CANNES 57 - "Sud Pralad" di Apichatpong Weerasethakul (Concorso)
Primo film tailandese ad essere ammesso nel concorso principale di Cannes, densa e libera visione di un processo interiore di illuminazione, capace di far perdere le dimensioni spazio temporali e anche la "testa".

Per la prima volta in 57 anni un film tailandese è in concorso a Cannes e che film quello del giovane Weerasethakul, regista e sceneggiatore nato nel 1970, che qui sulla Croisette aveva già vinto il Certain Regard con il suo secondo lungometraggio, Blissfully Yours, nel 2002.
Sud Pralad, coproduzione franco-tailandese anche con l'apporto italiano di Marco Muller, da quest'anno direttore di Venezia inizia richiamando con un proverbio la ferinità perduta e oppressa che uccidiamo dentro di noi per poi dipanarsi nettamente diviso in due parti da titoli di testa/coda a metà film (e qualcuno ha pensato che stava per assistere ad una ulteriore visione) prima nei grovigli della civiltà e poi nella giungla.
Keng, un giovane soldato (forse, perchè ad un commerciante dichiara di essere disoccupato e di portare la divisa per trovare lavoro più facilmente) torna da una caccia vittoriosa (ma chi o che animale ha ucciso?) alle soglie della foresta in cui si aggira una figura nuda e primitiva; tornato in città passa due giorni in compagnia di Tong, tagliatore di ghiaccio, emigrato di provincia.
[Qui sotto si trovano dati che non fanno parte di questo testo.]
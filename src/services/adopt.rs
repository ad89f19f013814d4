// src/services/adopt.rs

//! Adopt: move a real file or directory already at its target location
//! into a package, then hand off to Manage to link it back (spec §4.12).

use crate::config::Config;
use crate::dotfile;
use crate::error::{Error, Result};
use crate::executor::{ExecutionMode, Executor};
use crate::filesystem::FilesystemPort;
use crate::ignore::IgnoreSet;
use crate::manifest::PackageSource;
use crate::operations::{Operation, OperationPayload};
use crate::package::is_reserved_package_name;
use crate::path::PackagePath;
use crate::planner::sort::sort;
use crate::safety::ProtectedPaths;
use crate::scanner::Scanner;
use crate::services::manage::{ManageReport, ManageService};
use std::collections::{BTreeSet, HashMap};
use std::path::{Path, PathBuf};

pub struct AdoptService<'a> {
    fs: &'a dyn FilesystemPort,
    config: &'a Config,
    guard: &'a ProtectedPaths,
}

impl<'a> AdoptService<'a> {
    pub fn new(fs: &'a dyn FilesystemPort, config: &'a Config, guard: &'a ProtectedPaths) -> Self {
        Self { fs, config, guard }
    }

    /// Adopt `real_path` (an existing file or directory under the target
    /// directory) into `package_name`, then run Manage so the usual
    /// resolve/fold/link pipeline puts a symlink back in its place.
    pub fn adopt(&self, package_name: &str, real_path: &Path) -> Result<ManageReport> {
        if is_reserved_package_name(package_name) {
            return Err(Error::ReservedPackageName {
                name: package_name.to_string(),
            });
        }
        self.guard.guard(package_name, real_path)?;

        if !self.fs.exists(real_path) {
            return Err(Error::SourceNotFound {
                path: real_path.to_path_buf(),
            });
        }
        if self.fs.is_symlink(real_path) {
            return Err(Error::Conflict {
                kind: "AlreadyManaged".to_string(),
                path: real_path.to_path_buf(),
                details: "target is already a symlink".to_string(),
                suggestions: vec!["use remanage instead".to_string()],
            });
        }

        let package_root = self.config.package_dir.join(package_name);

        if self.fs.is_dir(real_path) {
            self.adopt_directory(package_name, real_path, package_root.as_path())?;
        } else {
            self.adopt_file(real_path, package_root.as_path())?;
        }

        let mut sources = HashMap::new();
        sources.insert(package_name.to_string(), PackageSource::Adopted);
        ManageService::new(self.fs, self.config, self.guard)
            .manage_with_sources(&[package_name.to_string()], &sources)
    }

    /// Move a single file at `real_path` to `package_root`, translating its
    /// name component-wise, creating whatever package-relative ancestor
    /// directories don't exist yet.
    fn adopt_file(&self, real_path: &Path, package_root: &Path) -> Result<()> {
        let rel = real_path
            .strip_prefix(self.config.target_dir.as_path())
            .map_err(|_| {
                Error::InvalidPath(format!(
                    "{} is not under the target directory",
                    real_path.display()
                ))
            })?;
        let stored_rel = dotfile::to_stored(rel);
        let dest = package_root.join(&stored_rel);

        if self.fs.exists(&dest) {
            return Err(Error::AlreadyExists(dest.display().to_string()));
        }

        let missing_dirs = self.missing_ancestor_dirs(&dest, package_root, &mut BTreeSet::new());
        let mut ops: Vec<Operation> = dir_create_ops(missing_dirs);
        ops.push(Operation::new(
            "adopt-move",
            OperationPayload::FileMove {
                source: real_path.to_path_buf(),
                dest,
            },
        ));

        let sorted = sort(ops)?;
        Executor::new(self.fs, ExecutionMode::Sequential).commit(sorted)?;
        Ok(())
    }

    /// Move a directory's *contents* flat into `package_root`, translating
    /// each path component, then drop the now-empty original directory.
    /// The directory itself is never nested one level deeper under
    /// `package_root` — only its children land there.
    fn adopt_directory(&self, package_name: &str, real_path: &Path, package_root: &Path) -> Result<()> {
        let scanned = Scanner::new(self.fs).scan(
            package_name,
            PackagePath::new(real_path)?,
            &IgnoreSet::new(),
        )?;
        let files = scanned.files();
        if files.is_empty() {
            return Err(Error::InvalidPath(format!(
                "{} is an empty directory; nothing to adopt",
                real_path.display()
            )));
        }

        let mut seen_dirs = BTreeSet::new();
        let mut missing_dirs = BTreeSet::new();
        let mut ops = Vec::with_capacity(files.len());
        for (rel, _perm) in files {
            let dest = package_root.join(dotfile::to_stored(rel));
            if self.fs.exists(&dest) {
                return Err(Error::AlreadyExists(dest.display().to_string()));
            }
            missing_dirs.extend(self.missing_ancestor_dirs(&dest, package_root, &mut seen_dirs));
            ops.push(Operation::new(
                format!("adopt-move-{}", rel.display()),
                OperationPayload::FileMove {
                    source: real_path.join(rel),
                    dest,
                },
            ));
        }

        let mut dir_ops = dir_create_ops(missing_dirs.into_iter().collect());
        dir_ops.extend(ops);

        let sorted = sort(dir_ops)?;
        Executor::new(self.fs, ExecutionMode::Sequential).commit(sorted)?;

        self.fs.remove_all(real_path)?;
        Ok(())
    }

    /// Walk upward from `dest`'s parent, collecting directories under
    /// `package_root` that don't exist on disk yet, stopping at the first
    /// ancestor already present in `seen` (already queued by a prior call).
    fn missing_ancestor_dirs(
        &self,
        dest: &Path,
        package_root: &Path,
        seen: &mut BTreeSet<PathBuf>,
    ) -> Vec<PathBuf> {
        let mut missing = Vec::new();
        let mut ancestor = dest.parent().map(|p| p.to_path_buf());
        while let Some(dir) = ancestor {
            if !dir.starts_with(package_root) || self.fs.exists(&dir) || !seen.insert(dir.clone()) {
                break;
            }
            missing.push(dir.clone());
            ancestor = dir.parent().map(|p| p.to_path_buf());
        }
        missing.reverse();
        missing
    }
}

fn dir_create_ops(dirs: Vec<PathBuf>) -> Vec<Operation> {
    dirs.into_iter()
        .enumerate()
        .map(|(i, dir)| Operation::new(format!("adopt-dir-{i}"), OperationPayload::DirCreate { path: dir }))
        .collect()
}

#[cfg(test)]
mod tests {
    use super::*;
    use crate::config::ConfigBuilder;
    use crate::filesystem::InMemoryFilesystem;
    use crate::manifest::{Manifest, PackageSource};

    fn setup() -> (InMemoryFilesystem, Config, ProtectedPaths) {
        let fs = InMemoryFilesystem::new();
        fs.mkdir_all(Path::new("/pkg"), 0o755).unwrap();
        fs.mkdir_all(Path::new("/home/user"), 0o755).unwrap();
        fs.write_file(Path::new("/home/user/.bashrc"), b"", 0o644).unwrap();
        fs.write_file(Path::new("/home/user/.vimrc"), b"set nu\n", 0o644)
            .unwrap();

        let config = ConfigBuilder::new("/pkg", "/home/user")
            .package_name_mapping(false)
            .build()
            .unwrap();
        let guard = ProtectedPaths::new("/nonexistent/config", "/nonexistent/data");
        (fs, config, guard)
    }

    #[test]
    fn adopt_moves_file_into_package_and_links_it_back() {
        let (fs, config, guard) = setup();
        let service = AdoptService::new(&fs, &config, &guard);
        let report = service.adopt("vim", Path::new("/home/user/.vimrc")).unwrap();

        assert!(report.is_clean());
        assert!(fs.is_symlink(Path::new("/home/user/.vimrc")));
        assert_eq!(
            fs.read_file(Path::new("/pkg/vim/dot-vimrc")).unwrap(),
            b"set nu\n"
        );

        let manifest = Manifest::load(&config.manifest_dir).unwrap();
        let info = manifest.get_package("vim").unwrap();
        assert_eq!(info.source, PackageSource::Adopted);
    }

    #[test]
    fn adopt_rejects_reserved_package_name() {
        let (fs, config, guard) = setup();
        let service = AdoptService::new(&fs, &config, &guard);
        let err = service
            .adopt("dot-config", Path::new("/home/user/.vimrc"))
            .unwrap_err();
        assert!(matches!(err, Error::ReservedPackageName { .. }));
    }

    #[test]
    fn adopt_moves_directory_contents_flat_into_package() {
        // Directory adopts fold back into one symlink named after the
        // package, which requires package-name-to-target-path mapping —
        // the opposite of `setup()`'s flat single-file fixture.
        let fs = InMemoryFilesystem::new();
        fs.mkdir_all(Path::new("/pkg"), 0o755).unwrap();
        fs.mkdir_all(Path::new("/home/user/.ssh"), 0o700).unwrap();
        fs.write_file(Path::new("/home/user/.ssh/config"), b"Host *", 0o600)
            .unwrap();
        fs.write_file(Path::new("/home/user/.ssh/known_hosts"), b"kh", 0o644)
            .unwrap();
        fs.write_file(Path::new("/home/user/.ssh/.hidden"), b"h", 0o644)
            .unwrap();

        let config = ConfigBuilder::new("/pkg", "/home/user").build().unwrap();
        let guard = ProtectedPaths::new("/nonexistent/config", "/nonexistent/data");
        let service = AdoptService::new(&fs, &config, &guard);
        let report = service
            .adopt("dot-ssh", Path::new("/home/user/.ssh"))
            .unwrap();
        assert!(report.is_clean(), "{:?}", report);

        // Contents land directly under the package root, not nested under
        // a second `dot-ssh/` level.
        assert_eq!(fs.read_file(Path::new("/pkg/dot-ssh/config")).unwrap(), b"Host *");
        assert_eq!(
            fs.read_file(Path::new("/pkg/dot-ssh/known_hosts")).unwrap(),
            b"kh"
        );
        assert_eq!(
            fs.read_file(Path::new("/pkg/dot-ssh/dot-hidden")).unwrap(),
            b"h"
        );
        assert!(!fs.exists(Path::new("/pkg/dot-ssh/dot-ssh")));

        assert!(fs.is_symlink(Path::new("/home/user/.ssh")));
        assert_eq!(
            fs.read_link(Path::new("/home/user/.ssh")).unwrap(),
            PathBuf::from("../../pkg/dot-ssh")
        );

        let manifest = Manifest::load(&config.manifest_dir).unwrap();
        let info = manifest.get_package("dot-ssh").unwrap();
        assert_eq!(info.source, PackageSource::Adopted);
    }

    #[test]
    fn adopt_rejects_already_symlinked_target() {
        let (fs, config, guard) = setup();
        fs.remove(Path::new("/home/user/.vimrc")).unwrap();
        fs.symlink(Path::new("/pkg/vim/dot-vimrc"), Path::new("/home/user/.vimrc"))
            .unwrap();
        let service = AdoptService::new(&fs, &config, &guard);
        let err = service
            .adopt("vim", Path::new("/home/user/.vimrc"))
            .unwrap_err();
        assert!(matches!(err, Error::Conflict { .. }));
    }
}
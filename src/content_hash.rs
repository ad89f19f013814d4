// src/content_hash.rs

//! Deterministic per-package content digest (spec §4.8), built on top of
//! the primitive hasher in `hash`.

use crate::error::Result;
use crate::filesystem::FilesystemPort;
use crate::hash::{Hash, HashAlgorithm, Hasher};
use crate::ignore::IgnoreSet;
use std::path::{Path, PathBuf};

/// One contribution to the folded package digest.
struct Entry {
    relative_path: PathBuf,
    digest: String,
    mode: u32,
}

/// Walks a package directory in deterministic (lexicographic by
/// relative path) order and folds `(relativePath, digest, mode)` tuples
/// into a single stable hash. Symlinks contribute their target string
/// instead of file bytes; empty directories contribute a marker entry
/// so their presence affects the digest.
pub fn hash_package(fs: &dyn FilesystemPort, root: &Path, ignore: &IgnoreSet) -> Result<Hash> {
    let mut entries = Vec::new();
    walk(fs, root, Path::new(""), ignore, &mut entries)?;
    entries.sort_by(|a, b| a.relative_path.cmp(&b.relative_path));

    let mut hasher = Hasher::new(HashAlgorithm::Sha256);
    for entry in &entries {
        hasher.update(entry.relative_path.to_string_lossy().as_bytes());
        hasher.update(b"\0");
        hasher.update(entry.digest.as_bytes());
        hasher.update(b"\0");
        hasher.update(entry.mode.to_string().as_bytes());
        hasher.update(b"\n");
    }
    Ok(hasher.finalize())
}

fn walk(
    fs: &dyn FilesystemPort,
    abs_dir: &Path,
    rel_dir: &Path,
    ignore: &IgnoreSet,
    out: &mut Vec<Entry>,
) -> Result<()> {
    let mut children = fs.read_dir(abs_dir)?;
    children.sort_by(|a, b| a.name.cmp(&b.name));

    let mut had_retained_child = false;
    for child in children {
        let rel_path = rel_dir.join(&child.name);
        if ignore.matches(&rel_path) {
            continue;
        }
        had_retained_child = true;
        let abs_path = abs_dir.join(&child.name);
        let meta = fs.lstat(&abs_path)?;

        if meta.is_symlink() {
            let target = fs.read_link(&abs_path)?;
            out.push(Entry {
                relative_path: rel_path,
                digest: target.to_string_lossy().to_string(),
                mode: meta.permissions,
            });
        } else if meta.is_dir() {
            walk(fs, &abs_path, &rel_path, ignore, out)?;
        } else {
            let bytes = fs.read_file(&abs_path)?;
            let digest = crate::hash::sha256(&bytes);
            out.push(Entry {
                relative_path: rel_path,
                digest,
                mode: meta.permissions,
            });
        }
    }

    if !had_retained_child && !rel_dir.as_os_str().is_empty() {
        let meta = fs.stat(abs_dir)?;
        out.push(Entry {
            relative_path: rel_dir.to_path_buf(),
            digest: String::new(),
            mode: meta.permissions,
        });
    }
    Ok(())
}

#[cfg(test)]
mod tests {
    use super::*;
    use crate::filesystem::InMemoryFilesystem;

    #[test]
    fn identical_trees_hash_equal() {
        let fs1 = InMemoryFilesystem::new();
        fs1.mkdir_all(Path::new("/pkg"), 0o755).unwrap();
        fs1.write_file(Path::new("/pkg/dot-vimrc"), b"set nu\n", 0o644)
            .unwrap();

        let fs2 = InMemoryFilesystem::new();
        fs2.mkdir_all(Path::new("/pkg"), 0o755).unwrap();
        fs2.write_file(Path::new("/pkg/dot-vimrc"), b"set nu\n", 0o644)
            .unwrap();

        let h1 = hash_package(&fs1, Path::new("/pkg"), &IgnoreSet::new()).unwrap();
        let h2 = hash_package(&fs2, Path::new("/pkg"), &IgnoreSet::new()).unwrap();
        assert_eq!(h1, h2);
    }

    #[test]
    fn single_byte_edit_changes_digest() {
        let fs = InMemoryFilesystem::new();
        fs.mkdir_all(Path::new("/pkg"), 0o755).unwrap();
        fs.write_file(Path::new("/pkg/dot-vimrc"), b"set nu\n", 0o644)
            .unwrap();
        let before = hash_package(&fs, Path::new("/pkg"), &IgnoreSet::new()).unwrap();

        fs.write_file(Path::new("/pkg/dot-vimrc"), b"set nU\n", 0o644)
            .unwrap();
        let after = hash_package(&fs, Path::new("/pkg"), &IgnoreSet::new()).unwrap();

        assert_ne!(before, after);
    }

    #[test]
    fn empty_directory_affects_digest() {
        let fs = InMemoryFilesystem::new();
        fs.mkdir_all(Path::new("/pkg"), 0o755).unwrap();
        let without_subdir = hash_package(&fs, Path::new("/pkg"), &IgnoreSet::new()).unwrap();

        fs.mkdir_all(Path::new("/pkg/empty"), 0o755).unwrap();
        let with_subdir = hash_package(&fs, Path::new("/pkg"), &IgnoreSet::new()).unwrap();

        assert_ne!(without_subdir, with_subdir);
    }
}
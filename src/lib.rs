// src/lib.rs

//! Dotkeep
//!
//! A symlink-based dotfiles manager with atomic plans and rollback.
//!
//! # Architecture
//!
//! - Filesystem Port: every filesystem touch goes through `FilesystemPort`,
//!   so the same logic runs against `RealFilesystem` in production and
//!   `InMemoryFilesystem` in tests.
//! - Scanner -> Planner -> Executor: packages are scanned into a tree,
//!   folded and resolved into a `DesiredState`, sorted into a dependency-
//!   ordered `SortedPlan`, then committed with two-phase commit and
//!   rollback on failure.
//! - Manifest: the only persisted state: which packages are managed,
//!   what they link, and a content hash used to detect drift.
//! - Services: `Manage`, `Unmanage`, `Remanage`, `Adopt` orchestrate the
//!   pipeline above into the four verbs the CLI exposes; `Doctor` runs
//!   independent read-only diagnostics over the same state.

pub mod cli;
pub mod config;
pub mod content_hash;
pub mod doctor;
pub mod dotfile;
mod error;
pub mod executor;
pub mod facade;
pub mod filesystem;
pub mod hash;
pub mod ignore;
pub mod manifest;
pub mod operations;
pub mod package;
pub mod path;
pub mod planner;
pub mod progress;
pub mod safety;
pub mod scanner;
pub mod services;

pub use config::{Config, ConfigBuilder, ConflictPolicy, LinkMode};
pub use error::{Error, Result};
pub use executor::{CancellationToken, ExecutionMode, ExecutionResult, Executor};
pub use facade::Dotkeep;
pub use hash::{Hash, HashAlgorithm};
pub use ignore::IgnoreSet;
pub use manifest::{Manifest, PackageInfo, PackageSource, MANIFEST_FILE_NAME};
pub use package::{Node, Package, RESERVED_PACKAGE_NAMES};
pub use path::{FilePath, PackagePath, TargetPath};
pub use planner::{Collision, Conflict, DesiredState, DesiredStateBuilder, ResolveResult, Resolver};
pub use progress::{
    CallbackProgress, LogProgress, ProgressEvent, ProgressStyle, ProgressTracker, SilentProgress,
};
pub use safety::{Confidence, ProtectedPaths, TriageCategory};
pub use scanner::Scanner;
pub use services::{
    AdoptService, ManageReport, ManageService, RemanageReport, RemanageService, UnmanageOptions, UnmanageService,
};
I due vanno al cinema, a un concerto, innamorati bighellonano in una affollata e rumorosa metropoli asiatica per poi passare altri giorni presso la famiglia di Tong, che vive in un villaggio rurale ai margini della giungla. Qui avviene una misteriosa sparizione, Tong (e il film) si sposta nella foresta alla ricerca di una tigre che porta dentro il vecchio spirito di uno sciamano che secondo la leggenda aveva acquistato la capacità di incarnarsi nelle bestie.
E' tutta qui la storia, il narrabile, di un'opera intensa che lascia che le immagini trasudino sentimento e mistero senza appesantirsi di dialoghi o spiegazioni; disorienta lo spettatore muovendosi liberamente nella densa dimensione "civile" come in tutta la stupenda seconda metà totalmente immersa nella imponente e rigligliosa foresta tailandese, costringendo ad un'esperienza spirituale che procede per sottrazione. Dalla metropoli al villaggio, dalla cultura rurale alla dimensione primitiva (l'uomo nudo visto all'inizio) con cui il soldato si scontra, Sud Pralad è un processo di "illuminazione" che (non) compiamo con Keng spogliato prima della sua arma, poi della divisa, fino alla perdita del corpo stesso, quando rimasto solo occhi scopre lo spirito degli animali fuori dal tempo e dallo spazio, libero di obliarsi e di farci obliare nella cecità della visione. Confermandoci che il cinema (non) si vede.